The weight of almost forty-five years and hundreds of writers and thousands of reviews: The weight of loudspeakers and monoblocks: The weight of mountains, some sort of audiophile genetic memory. And so I worry. Did I say what I mean? Did I make myself clear? Have I insulted my family? How can we move with all this weight?

We move. I want you to know, when it comes right down to it (when listening to music for fun), I am more interested in how a component sounds than how it measures. While I love the fact that John Atkinson prays for "superb measured performance," I also love the fact that Art Dudley, Mikey Fremer, Sam Tellig, and others, might not give a crap. Most of all, I love the fact that there are two sides to any review. I love that balance.
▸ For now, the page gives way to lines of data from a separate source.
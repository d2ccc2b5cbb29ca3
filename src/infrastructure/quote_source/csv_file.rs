use crate::domain::market::{Bar, Resolution};
use crate::domain::ports::QuoteSource;
use crate::infrastructure::quote_source::parse_ohlcv_csv;
use anyhow::{Context, Result};
use async_trait::async_trait;
use std::path::PathBuf;

/// Reads `<dir>/<SYMBOL>.csv` files in `Date,Open,High,Low,Close,Volume`
/// layout. Useful for offline fixtures and development.
#[derive(Debug)]
pub struct CsvFileSource {
    dir: PathBuf,
}

impl CsvFileSource {
    pub fn new(dir: impl Into<PathBuf>) -> Self {
        Self { dir: dir.into() }
    }
}

#[async_trait]
impl QuoteSource for CsvFileSource {
    fn name(&self) -> &'static str {
        "csv-file"
    }

    async fn fetch(
        &self,
        symbol: &str,
        _exchange: &str,
        resolution: Resolution,
        n_bars: usize,
    ) -> Result<Vec<Bar>> {
        let path = self.dir.join(format!("{}.csv", symbol.to_ascii_uppercase()));
        let text = tokio::fs::read_to_string(&path)
            .await
            .with_context(|| format!("reading {}", path.display()))?;

        let daily = parse_ohlcv_csv(&text, usize::MAX)
            .with_context(|| format!("parsing {}", path.display()))?;
        let bars = match resolution {
            Resolution::Daily => daily,
            Resolution::Weekly => crate::domain::market::Asset::from_bars(symbol, daily)
                .resample(Resolution::Weekly)
                .bars()
                .to_vec(),
        };

        let skip = bars.len().saturating_sub(n_bars);
        Ok(bars.into_iter().skip(skip).collect())
    }
}

#[cfg(test)]
mod tests {
    use super::*;
    use std::io::Write;

    #[tokio::test]
    async fn test_reads_symbol_file() {
        let dir = tempfile::tempdir().unwrap();
        let mut file = std::fs::File::create(dir.path().join("TEST.csv")).unwrap();
        writeln!(file, "Date,Open,High,Low,Close,Volume").unwrap();
        writeln!(file, "2024-01-02,100,105,99,104,1000").unwrap();
        writeln!(file, "2024-01-03,104,108,103,107,1100").unwrap();

        let source = CsvFileSource::new(dir.path());
        let bars = source
            .fetch("test", "NASDAQ", Resolution::Daily, 10)
            .await
            .unwrap();
        assert_eq!(bars.len(), 2);
        assert_eq!(bars[1].date.to_string(), "2024-01-03");
    }

    #[tokio::test]
    async fn test_missing_file_is_an_error() {
        let dir = tempfile::tempdir().unwrap();
        let source = CsvFileSource::new(dir.path());
        assert!(
            source
                .fetch("NOPE", "NASDAQ", Resolution::Daily, 10)
                .await
                .is_err()
        );
    }
}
I want to make clear that, in yesterday's blog entry, I intended to criticize a reader whose interest in a product was built upon a cover line: "The World's Most Expensive CD Player." From my conversation with the reader, it became obvious that all he'd actually read was that cover line — not Michael's praises, not JA's disapprovals.
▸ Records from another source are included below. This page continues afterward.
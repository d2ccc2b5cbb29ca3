use crate::domain::market::{Resolution, TickerRecord};
use crate::domain::repositories::{QuoteRepo, TickerRepo};
use crate::infrastructure::quote_source::QuoteSourceRegistry;
use anyhow::{Context, Result};
use chrono::{NaiveDate, Utc};
use serde::Serialize;
use std::sync::Arc;
use tracing::{info, warn};

/// Bars fetched when a ticker has no history yet (or `--force` is given).
const FULL_HISTORY_BARS: usize = 5000;

#[derive(Debug, Clone, Serialize)]
pub struct TickerUpdate {
    pub ticker_id: i64,
    pub symbol: String,
    pub written: u64,
    pub error: Option<String>,
}

/// Outcome of one update-quotes pass; partial success is normal.
#[derive(Debug, Clone, Default, Serialize)]
pub struct QuoteUpdateSummary {
    pub updated: usize,
    pub failed: usize,
    pub results: Vec<TickerUpdate>,
}

impl QuoteUpdateSummary {
    pub fn is_partial_failure(&self) -> bool {
        self.failed > 0 && self.updated > 0
    }

    pub fn is_total_failure(&self) -> bool {
        self.failed > 0 && self.updated == 0
    }
}

/// Pulls new daily bars from each ticker's named source plugin into the
/// quote repository.
pub struct QuoteUpdateService {
    tickers: Arc<dyn TickerRepo>,
    quotes: Arc<dyn QuoteRepo>,
    sources: Arc<QuoteSourceRegistry>,
}

impl QuoteUpdateService {
    pub fn new(
        tickers: Arc<dyn TickerRepo>,
        quotes: Arc<dyn QuoteRepo>,
        sources: Arc<QuoteSourceRegistry>,
    ) -> Self {
        Self {
            tickers,
            quotes,
            sources,
        }
    }

    /// Update every enabled ticker (or one, by id), continuing past
    /// per-ticker failures.
    pub async fn update(&self, ticker_id: Option<i64>, force: bool) -> Result<QuoteUpdateSummary> {
        let targets: Vec<TickerRecord> = match ticker_id {
            Some(id) => {
                let ticker = self.tickers.get(id).await?.ok_or_else(|| {
                    crate::domain::errors::EngineError::InvalidInput(format!(
                        "unknown ticker id {id}"
                    ))
                })?;
                vec![ticker]
            }
            None => self.tickers.get_enabled().await?,
        };

        let mut summary = QuoteUpdateSummary::default();
        for ticker in targets {
            match self.update_ticker(&ticker, force).await {
                Ok(written) => {
                    summary.updated += 1;
                    summary.results.push(TickerUpdate {
                        ticker_id: ticker.id,
                        symbol: ticker.symbol,
                        written,
                        error: None,
                    });
                }
                Err(e) => {
                    warn!(symbol = %ticker.symbol, error = %format!("{e:#}"), "quote update failed");
                    summary.failed += 1;
                    summary.results.push(TickerUpdate {
                        ticker_id: ticker.id,
                        symbol: ticker.symbol,
                        written: 0,
                        error: Some(format!("{e:#}")),
                    });
                }
            }
        }
        Ok(summary)
    }

    pub async fn update_ticker(&self, ticker: &TickerRecord, force: bool) -> Result<u64> {
        let source = self.sources.get(&ticker.source)?;

        let n_bars = if force {
            FULL_HISTORY_BARS
        } else {
            match self.quotes.get_date_range(ticker.id).await? {
                None => FULL_HISTORY_BARS,
                Some((_, latest)) => bars_since(latest, Utc::now().date_naive()),
            }
        };

        let fetched = source
            .fetch(&ticker.symbol, &ticker.exchange, Resolution::Daily, n_bars)
            .await
            .with_context(|| format!("fetching {} from '{}'", ticker.symbol, ticker.source))?;

        let (coherent, dropped): (Vec<_>, Vec<_>) =
            fetched.into_iter().partition(|bar| bar.is_coherent());
        if !dropped.is_empty() {
            warn!(
                symbol = %ticker.symbol,
                dropped = dropped.len(),
                "discarding incoherent bars"
            );
        }

        let written = self.quotes.batch_upsert(ticker.id, &coherent).await?;
        let detail = match coherent.last() {
            Some(last) => format!("{written} bars written through {}", last.date),
            None => "no new bars".to_string(),
        };
        self.tickers
            .append_audit(ticker.id, "quotes-updated", &detail)
            .await?;

        info!(symbol = %ticker.symbol, written, "quotes updated");
        Ok(written)
    }
}

/// Trading-day estimate between the last stored bar and today, with slack
/// for holidays and late sessions.
fn bars_since(latest: NaiveDate, today: NaiveDate) -> usize {
    let days = (today - latest).num_days().max(0) as usize;
    days + 10
}

#[cfg(test)]
mod tests {
    use super::*;

    #[test]
    fn test_bars_since_includes_slack() {
        let latest = NaiveDate::from_ymd_opt(2024, 1, 10).unwrap();
        let today = NaiveDate::from_ymd_opt(2024, 1, 20).unwrap();
        assert_eq!(bars_since(latest, today), 20);

        // Already current still requests a small refresh window
        assert_eq!(bars_since(today, today), 10);
    }

    #[test]
    fn test_summary_failure_classification() {
        let mut summary = QuoteUpdateSummary::default();
        assert!(!summary.is_partial_failure());
        assert!(!summary.is_total_failure());

        summary.updated = 2;
        summary.failed = 1;
        assert!(summary.is_partial_failure());

        summary.updated = 0;
        assert!(summary.is_total_failure());
    }
}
There is a sort of person who will purchase a thing simply because it costs more than any other make, model, or type of that specific thing in existence. Now, I don't really care how a stranger chooses to spend his money — money was invented to be spent — but, man, some choices just seem less practical than others. That's all I meant to say. Sometimes, I know, other things get said along the way, and that's alright, too. Maybe it was a memory talking.

Also: I thought my joke about writing "The World's Most Expensive CD Player" on my forehead was pretty funny.